The controller 120 may include a timer such that dispensing of liquid soap automatically stops after a predetermined amount of time to protect against potential malfunctions or misuse of the dispenser 10. In another illustrative embodiment, the pump assembly 20 dispenses a single quantity (i.e., “shot”) of soap with each tap. For example, the controller 120 causes one shot of soap in response to a single tap, two shots of soap in response to two taps, etc.
In one illustrated embodiment, the capacitive sensor 118 is a CapSense capacitive sensor available from Cypress Semiconductor Corporation or other suitable capacitive sensor. In this illustrated embodiment, the capacitive sensor 118 converts capacitance into a count value. The unprocessed count value is referred to as a raw count. Processing the raw count signal determines whether the dispensing head 14 is touched or whether a user's hands are in the detection area 121. Additional details of an illustrative capacitive sensing system for use in a fluid delivery device are disclosed in U.S. patent application Ser. No. 12/763,690, filed Apr. 20, 2010, the disclosure of which is expressly incorporated herein by reference.

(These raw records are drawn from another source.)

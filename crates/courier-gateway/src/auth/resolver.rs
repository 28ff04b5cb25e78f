//! Bearer token verification.

use crate::error::AuthError;
use async_trait::async_trait;
use courier_core::config::AuthConfig;
use courier_core::SecretString;
use jsonwebtoken::{Algorithm, DecodingKey, Validation};
use serde::{Deserialize, Serialize};
use std::sync::Arc;
use tracing::debug;

/// Claims carried by a Courier bearer token.
#[derive(Debug, Clone, PartialEq, Eq, Serialize, Deserialize)]
#[serde(rename_all = "camelCase")]
pub struct Claims {
    /// User ID.
    pub sub: String,

    /// Role.
    #[serde(default, skip_serializing_if = "Option::is_none")]
    pub role: Option<String>,

    #[serde(default, skip_serializing_if = "Option::is_none")]
    pub email: Option<String>,

    #[serde(default, skip_serializing_if = "Option::is_none")]
    pub name: Option<String>,

    #[serde(default, skip_serializing_if = "Option::is_none")]
    pub full_name: Option<String>,

    #[serde(default, skip_serializing_if = "Option::is_none")]
    pub avatar: Option<String>,

    /// Issuer.
    #[serde(default, skip_serializing_if = "Option::is_none")]
    pub iss: Option<String>,

    /// Issued-at (Unix timestamp).
    #[serde(default)]
    pub iat: i64,

    /// Expiry (Unix timestamp).
    pub exp: i64,
}

impl Claims {
    /// Create claims for a user and role, valid for `ttl` from now.
    pub fn new(sub: impl Into<String>, role: impl Into<String>, ttl: chrono::Duration) -> Self {
        let now = chrono::Utc::now();
        Self {
            sub: sub.into(),
            role: Some(role.into()),
            email: None,
            name: None,
            full_name: None,
            avatar: None,
            iss: None,
            iat: now.timestamp(),
            exp: (now + ttl).timestamp(),
        }
    }

    /// Set the issuer.
    pub fn with_issuer(mut self, issuer: impl Into<String>) -> Self {
        self.iss = Some(issuer.into());
        self
    }
}

/// A token that passed verification.
#[derive(Debug, Clone)]
pub struct VerifiedToken {
    /// Subject user ID.
    pub user_id: String,

    /// Decoded claims.
    pub claims: Claims,
}

/// Verifies bearer tokens presented at handshake.
#[async_trait]
pub trait IdentityResolver: Send + Sync {
    /// Verify and decode a token.
    async fn verify(&self, token: &str) -> Result<VerifiedToken, AuthError>;
}

/// HS256 verification with a shared secret.
pub struct JwtResolver {
    key: DecodingKey,
    validation: Validation,
}

impl JwtResolver {
    /// Create a resolver for a secret, with optional issuer check.
    pub fn new(secret: &SecretString, issuer: Option<&str>, leeway_secs: u64) -> Self {
        let mut validation = Validation::new(Algorithm::HS256);
        validation.leeway = leeway_secs;
        if let Some(issuer) = issuer {
            validation.set_issuer(&[issuer]);
        }
        Self {
            key: DecodingKey::from_secret(secret.expose_bytes()),
            validation,
        }
    }

    /// Build the resolver described by the auth config.
    ///
    /// Without a usable secret every token is rejected.
    pub fn from_config(config: &AuthConfig) -> Arc<dyn IdentityResolver> {
        match &config.jwt_secret {
            Some(secret) if !secret.is_empty() => Arc::new(Self::new(
                secret,
                config.issuer.as_deref(),
                config.leeway_secs,
            )),
            _ => {
                debug!("No JWT secret configured, bearer tokens will be rejected");
                Arc::new(DisabledResolver)
            }
        }
    }
}

#[async_trait]
impl IdentityResolver for JwtResolver {
    async fn verify(&self, token: &str) -> Result<VerifiedToken, AuthError> {
        let data = jsonwebtoken::decode::<Claims>(token, &self.key, &self.validation)?;
        let claims = data.claims;
        if claims.sub.trim().is_empty() {
            return Err(AuthError::InvalidToken("empty subject".to_string()));
        }
        Ok(VerifiedToken {
            user_id: claims.sub.clone(),
            claims,
        })
    }
}

/// Rejects every token.
pub struct DisabledResolver;

#[async_trait]
impl IdentityResolver for DisabledResolver {
    async fn verify(&self, _token: &str) -> Result<VerifiedToken, AuthError> {
        Err(AuthError::MissingSecret)
    }
}

#[cfg(test)]
mod tests {
    use super::*;
    use jsonwebtoken::{EncodingKey, Header};

    fn sign(claims: &Claims, secret: &str) -> String {
        jsonwebtoken::encode(
            &Header::default(),
            claims,
            &EncodingKey::from_secret(secret.as_bytes()),
        )
        .unwrap()
    }

    #[tokio::test]
    async fn test_verify_valid_token() {
        let resolver = JwtResolver::new(&SecretString::new("s3cret"), None, 30);
        let token = sign(&Claims::new("u1", "user", chrono::Duration::hours(1)), "s3cret");

        let verified = resolver.verify(&token).await.unwrap();
        assert_eq!(verified.user_id, "u1");
        assert_eq!(verified.claims.role.as_deref(), Some("user"));
    }

    #[tokio::test]
    async fn test_verify_rejects_wrong_secret() {
        let resolver = JwtResolver::new(&SecretString::new("s3cret"), None, 30);
        let token = sign(&Claims::new("u1", "user", chrono::Duration::hours(1)), "other");
        assert!(matches!(
            resolver.verify(&token).await,
            Err(AuthError::InvalidToken(_))
        ));
    }

    #[tokio::test]
    async fn test_verify_rejects_expired() {
        let resolver = JwtResolver::new(&SecretString::new("s3cret"), None, 30);
        let token = sign(&Claims::new("u1", "user", chrono::Duration::hours(-2)), "s3cret");
        assert!(resolver.verify(&token).await.is_err());
    }

    #[tokio::test]
    async fn test_verify_checks_issuer() {
        let resolver = JwtResolver::new(&SecretString::new("s3cret"), Some("courier"), 30);
        let good = sign(
            &Claims::new("u1", "user", chrono::Duration::hours(1)).with_issuer("courier"),
            "s3cret",
        );
        let bad = sign(
            &Claims::new("u1", "user", chrono::Duration::hours(1)).with_issuer("elsewhere"),
            "s3cret",
        );
        assert!(resolver.verify(&good).await.is_ok());
        assert!(resolver.verify(&bad).await.is_err());
    }

    #[tokio::test]
    async fn test_garbage_token() {
        let resolver = JwtResolver::new(&SecretString::new("s3cret"), None, 30);
        assert!(resolver.verify("not-a-jwt").await.is_err());
    }

    #[tokio::test]
    async fn test_disabled_resolver_rejects_everything() {
        let resolver = JwtResolver::from_config(&AuthConfig::default());
        let token = sign(&Claims::new("u1", "user", chrono::Duration::hours(1)), "s3cret");
        assert!(matches!(
            resolver.verify(&token).await,
            Err(AuthError::MissingSecret)
        ));
    }
}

The same output signal 119 from the capacitive sensor 118 may also be used to distinguish between whether the input member 110 is touched by a user. When the input member 110 coupled to the dispensing head 14 is touched, a large positive slope is generated in the capacitive signal 119 as illustrated a location 242. The capacitive signal count level exceeds the touch threshold 234 during the time of the touch which is shown by portion 246 between the positive slope 242 and the negative slope at location 244. The negative slope at location 244 as detected by the controller 120 indicates that the touch has ended. The controller 120 may also distinguish between a “tap” and a “grab” of the dispensing head 14. More particularly, the controller 120 may make such a distinction based on the amount of time between the positive and negative slopes 244 and 244 of the capacitive signal 119. A longer duration indicates a “grab”, while a shorter duration indicates a “tap”.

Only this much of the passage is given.